Die Zürcher Innenstadt ist nun das grösste Urinal der Schweiz – wie jedes Jahr. Das diesjährige Motto trifft zu: Love never ends. Die Liebe will nicht enden, sie offenbart jetzt nur ihre hässliche Seite. Um dieser zu entkommen, bleibt der Gang in die Clubs. Zu den zahlreichen After-Partys, die veranstaltet werden und teilweise noch bis Montagabend andauern. Die Tickets sind begehrt.

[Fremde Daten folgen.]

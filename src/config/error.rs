//! Configuration error types.
//!
//! This module defines error types for configuration loading and validation.

use std::path::PathBuf;
use thiserror::Error;

use crate::core::request::RequestError;

/// Errors that can occur when loading configuration.
#[derive(Debug, Error)]
pub enum ConfigError {
    /// Failed to read a specific file with context.
    #[error("failed to read file '{path}': {source}")]
    FileReadError {
        path: PathBuf,
        #[source]
        source: std::io::Error,
    },

    /// Failed to read a directory with context.
    #[error("failed to read directory '{path}': {source}")]
    DirReadError {
        path: PathBuf,
        #[source]
        source: std::io::Error,
    },

    /// Failed to parse YAML.
    #[error("YAML parse error: {0}")]
    YamlError(#[from] serde_yaml::Error),

    /// Failed to parse YAML from a specific file.
    #[error("YAML parse error in '{path}': {source}")]
    YamlFileError {
        path: PathBuf,
        #[source]
        source: serde_yaml::Error,
    },

    /// The described request was rejected.
    #[error("invalid request: {0}")]
    InvalidRequest(#[from] RequestError),

    /// Invalid configuration value.
    #[error("invalid configuration: {0}")]
    InvalidConfig(String),

    /// Missing required field.
    #[error("missing required field: {0}")]
    MissingField(String),
}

Einlass erhält in der Regel nur, wer sich zu benehmen weiss – oder die richtigen Kontakte vorweisen kann.

Besonders streng sind die Türsteher vor dem Kaufleuten. Nur tröpfchenweise werden Anstehende hineingelassen. Die Warteschlange erstreckt sich über 100 Meter. Manche warten mehr als eine Stunde. Vorne angekommen, erhalten sie dennoch eine Abfuhr.

Best of Street Parade 2017: Die Bilder der grössten Tanzparty der Schweiz (Video: TA)

Aus dem Innern wummert der Bass. Es ist ein Monster, von dem diese Klänge stammen: KV2 Audio System. Die Soundanlage eines tschechischen Herstellers, die eine Woche vor der Street Parade im Kaufleuten installiert wurde. Gemäss Clubteilhaber Mark Röthlin ist es «die beste und leistungsfähigste Soundanlage der Welt». Wer sich direkt vor sie stellt, riskiert Schlimmeres.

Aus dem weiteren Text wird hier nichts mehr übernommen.